The city is currently implementing plans to make the biking infrastructure better in the neighborhood. In April, construction ended on a more than 2.66-mile stretch of Hardy and Elysian Street to implement Houston's first parking-protected bike lanes that maintain 5 feet in width of bike lanes, 3 feet in width of barrier space, and 8 feet in width for on-street parking.
These improvements aim to better connect the community to schools, parks, hospitals and other community staples. Similar plans were implemented in December 2018 along Lyons Avenue.
While these improvements are steps in the right direction, the walk audit's in-depth data will likely add to the case for additional improvements in the neighborhood.
“We’ve had conversations with members of non-profit organizations and schools on how information about sidewalk availability and conditions can improve safety, especially for families walking to schools," said Dian Nostikasari, a senior fellow at the Kinder Institute. "Using this type of information, we contributed to discussions for getting funding to build more sidewalks around a local school in Near Northside that was ultimately supported by the city."
Nostikasari's past walk audit in the Gulfton neighborhood brought additional attention to the walkability safety issues in the area and helped prompt city officials and nonprofits to work together to invest in the area. On April 17, Mayor Sylvester Turner announced a partnership with Together for Safer Roads, a roadway safety advocacy group, to invest $150,000 to study and solicit ways to make Gulfton's 2,000-foot stretch of Hillcroft Street safer. In addition, the Houston Public Works Department committed $500,000 from the city's capital improvement program to go towards safety improvement projects on four blocks of Hillcroft from Bellaire Boulevard north to High Star Drive.

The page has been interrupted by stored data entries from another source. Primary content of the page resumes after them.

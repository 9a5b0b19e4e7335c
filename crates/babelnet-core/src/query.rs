//! Query orchestration over a lookup backend.
//!
//! Serializable request/response types plus the function behind each tool.
//! `get_definitions` is the only operation with real control flow: it turns
//! one logical query into a candidate search followed by per-candidate
//! detail fetches, tolerating item-level failures so a single bad synset
//! never wastes the quota already spent on its siblings. Everything else is
//! a single remote call reshaped into a stable envelope.
//!
//! All operations use serializable request/response types compatible with
//! MCP or any other transport layer.

use crate::backend::{LookupBackend, LookupResult};
use crate::lang;
use crate::types::{Sense, Synset, SynsetRef};
use serde::{Deserialize, Serialize};
use tracing::{debug, info, warn};

fn default_langs() -> Vec<String> {
    vec!["en".to_string()]
}

fn default_max_definitions() -> usize {
    20
}

/// Resolve an optional user-facing POS name into API filter tags.
/// Unrecognized names mean "no filter", never an error.
fn pos_filter(pos: Option<&str>) -> Vec<String> {
    pos.and_then(lang::normalize_pos)
        .map(|tag| vec![tag.to_string()])
        .unwrap_or_default()
}

// === get_definitions ===

#[derive(Debug, Clone, Deserialize)]
pub struct DefinitionsRequest {
    pub word: String,
    #[serde(default = "default_langs")]
    pub from_langs: Vec<String>,
    #[serde(default)]
    pub pos: Option<String>,
    #[serde(default = "default_max_definitions")]
    pub max_definitions: usize,
}

/// A normalized definition. Fields are always present, possibly empty.
#[derive(Debug, Clone, Serialize)]
pub struct GlossEntry {
    pub language: String,
    pub definition: String,
    pub source: String,
}

/// One meaning of the queried word: a synset with its definitions.
#[derive(Debug, Clone, Serialize)]
pub struct Meaning {
    pub synset_id: String,
    pub pos: String,
    pub main_sense: String,
    pub glosses: Vec<GlossEntry>,
}

#[derive(Debug, Serialize)]
pub struct DefinitionsResponse {
    pub word: String,
    pub from_languages: Vec<String>,
    pub pos: Option<String>,
    pub total_meanings: usize,
    pub definitions: Vec<Meaning>,
}

/// Get definitions (glosses) for a word across all its meanings.
///
/// One candidate search, then at most `max_definitions` detail fetches in
/// the order the API returned the candidates. The search failing fails the
/// whole query; a single candidate failing is logged and skipped. An empty
/// result list is a valid success.
pub async fn get_definitions(
    backend: &dyn LookupBackend,
    req: &DefinitionsRequest,
) -> LookupResult<DefinitionsResponse> {
    info!(
        "definitions query for '{}' (langs: {:?}, pos: {:?})",
        req.word, req.from_langs, req.pos
    );

    let search_langs = lang::normalize_languages(&req.from_langs);
    let poses = pos_filter(req.pos.as_deref());

    let refs = backend
        .search_synsets(&req.word, &search_langs, &[], &poses)
        .await?;
    info!("found {} synsets for '{}'", refs.len(), req.word);

    // Truncate before any detail fetch; every fetch is billed.
    let retained = &refs[..refs.len().min(req.max_definitions)];
    if retained.len() < refs.len() {
        debug!(
            "limited to {} synsets out of {}",
            retained.len(),
            refs.len()
        );
    }

    let mut definitions: Vec<Meaning> = Vec::new();

    for (idx, item) in retained.iter().enumerate() {
        if item.id.is_empty() {
            warn!("skipping synset without id at position {}", idx + 1);
            continue;
        }

        debug!("fetching synset {}/{}: {}", idx + 1, retained.len(), item.id);
        let synset = match backend.fetch_synset(&item.id).await {
            Ok(synset) => synset,
            Err(e) => {
                warn!("failed to load synset {}: {}", item.id, e);
                continue;
            }
        };

        if synset.glosses.is_empty() {
            debug!("no glosses for synset {}", item.id);
            continue;
        }

        let glosses = synset
            .glosses
            .iter()
            .map(|g| GlossEntry {
                language: g.language.clone(),
                definition: g.gloss.clone(),
                source: g.source.clone(),
            })
            .collect();

        definitions.push(Meaning {
            synset_id: item.id.clone(),
            pos: item.pos.clone(),
            main_sense: main_sense(&synset, &search_langs, &req.word),
            glosses,
        });
    }

    info!(
        "retrieved {} definitions for '{}'",
        definitions.len(),
        req.word
    );

    Ok(DefinitionsResponse {
        word: req.word.clone(),
        from_languages: req.from_langs.clone(),
        pos: req.pos.clone(),
        total_meanings: definitions.len(),
        definitions,
    })
}

/// Representative lemma for a synset: the first sense whose language
/// matches one of the requested tags decides; a match with an empty lemma,
/// or no match at all, falls back to the query word verbatim.
fn main_sense(synset: &Synset, search_langs: &[String], word: &str) -> String {
    for sense in &synset.senses {
        let language = &sense.properties.language;
        if search_langs
            .iter()
            .any(|tag| tag.eq_ignore_ascii_case(language))
        {
            let lemma = &sense.properties.lemma.lemma;
            if lemma.is_empty() {
                return word.to_string();
            }
            return lemma.clone();
        }
    }
    word.to_string()
}

// === get_senses ===

#[derive(Debug, Clone, Deserialize)]
pub struct SensesRequest {
    pub word: String,
    #[serde(default = "default_langs")]
    pub from_langs: Vec<String>,
    #[serde(default)]
    pub pos: Option<String>,
}

#[derive(Debug, Serialize)]
pub struct SensesResponse {
    pub word: String,
    pub from_languages: Vec<String>,
    pub pos: Option<String>,
    pub senses: Vec<Sense>,
}

/// Retrieve all senses of a word: one search call, no fan-out.
pub async fn get_senses(
    backend: &dyn LookupBackend,
    req: &SensesRequest,
) -> LookupResult<SensesResponse> {
    let search_langs = lang::normalize_languages(&req.from_langs);
    let poses = pos_filter(req.pos.as_deref());

    let senses = backend
        .search_senses(&req.word, &search_langs, &[], &poses)
        .await?;

    Ok(SensesResponse {
        word: req.word.clone(),
        from_languages: req.from_langs.clone(),
        pos: req.pos.clone(),
        senses,
    })
}

// === get_synsets ===

#[derive(Debug, Clone, Deserialize)]
pub struct SynsetsRequest {
    pub word: String,
    #[serde(default = "default_langs")]
    pub from_langs: Vec<String>,
    #[serde(default)]
    pub to_langs: Option<Vec<String>>,
    #[serde(default)]
    pub pos: Option<String>,
}

#[derive(Debug, Serialize)]
pub struct SynsetsResponse {
    pub word: String,
    pub from_languages: Vec<String>,
    pub to_languages: Option<Vec<String>>,
    pub pos: Option<String>,
    pub total_synsets: usize,
    pub synsets: Vec<SynsetRef>,
}

/// Retrieve all synsets for a word: one search call, untruncated.
pub async fn get_synsets(
    backend: &dyn LookupBackend,
    req: &SynsetsRequest,
) -> LookupResult<SynsetsResponse> {
    let search_langs = lang::normalize_languages(&req.from_langs);
    let target_langs = req
        .to_langs
        .as_deref()
        .map(lang::normalize_languages)
        .unwrap_or_default();
    let poses = pos_filter(req.pos.as_deref());

    let synsets = backend
        .search_synsets(&req.word, &search_langs, &target_langs, &poses)
        .await?;

    Ok(SynsetsResponse {
        word: req.word.clone(),
        from_languages: req.from_langs.clone(),
        to_languages: req.to_langs.clone(),
        pos: req.pos.clone(),
        total_synsets: synsets.len(),
        synsets,
    })
}

// === get_synset_by_id ===

/// Retrieve one synset by identifier, returned without reshaping.
pub async fn get_synset_by_id(backend: &dyn LookupBackend, id: &str) -> LookupResult<Synset> {
    backend.fetch_synset(id).await
}

// === get_related_synsets ===

#[derive(Debug, Clone, Deserialize)]
pub struct RelationsRequest {
    pub synset_id: String,
    #[serde(default)]
    pub relation: Option<String>,
}

/// One relation edge, reduced to the fields callers act on.
#[derive(Debug, Clone, Serialize)]
pub struct RelationEntry {
    pub target: String,
    pub relation: String,
    pub relation_group: String,
    pub language: String,
}

#[derive(Debug, Serialize)]
pub struct RelationsResponse {
    pub synset_id: String,
    pub relation: Option<String>,
    pub total_relations: usize,
    pub relations: Vec<RelationEntry>,
}

/// Enumerate synsets related to one synset, optionally restricted to a
/// relation category.
///
/// Edges are fetched in one call and filtered here: the category tag is
/// matched against the edge's relation group, falling back to the pointer
/// name for relations (like antonymy) that have no group. `"all"` and
/// unrecognized categories disable the filter.
pub async fn get_related_synsets(
    backend: &dyn LookupBackend,
    req: &RelationsRequest,
) -> LookupResult<RelationsResponse> {
    let filter = req
        .relation
        .as_deref()
        .and_then(lang::normalize_relation);

    let edges = backend.outgoing_edges(&req.synset_id, None).await?;
    debug!("{} edges for synset {}", edges.len(), req.synset_id);

    let relations: Vec<RelationEntry> = edges
        .iter()
        .filter(|edge| match filter {
            None => true,
            Some(tag) => {
                edge.pointer.relation_group.eq_ignore_ascii_case(tag)
                    || edge.pointer.name.eq_ignore_ascii_case(tag)
            }
        })
        .map(|edge| RelationEntry {
            target: edge.target.clone(),
            relation: edge.pointer.name.clone(),
            relation_group: edge.pointer.relation_group.clone(),
            language: edge.language.clone(),
        })
        .collect();

    Ok(RelationsResponse {
        synset_id: req.synset_id.clone(),
        relation: req.relation.clone(),
        total_relations: relations.len(),
        relations,
    })
}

"We hope that the community is able to use the information in conversations with the city about how to address shortcomings and issues," Shelton said. "The audit outcomes can also be used by advocates and public departments to simply better understand the mobility and infrastructure challenges our neighborhoods face. For us to make the most informed decisions we can about infrastructure investments and improvements, we need to know where the biggest issues are.”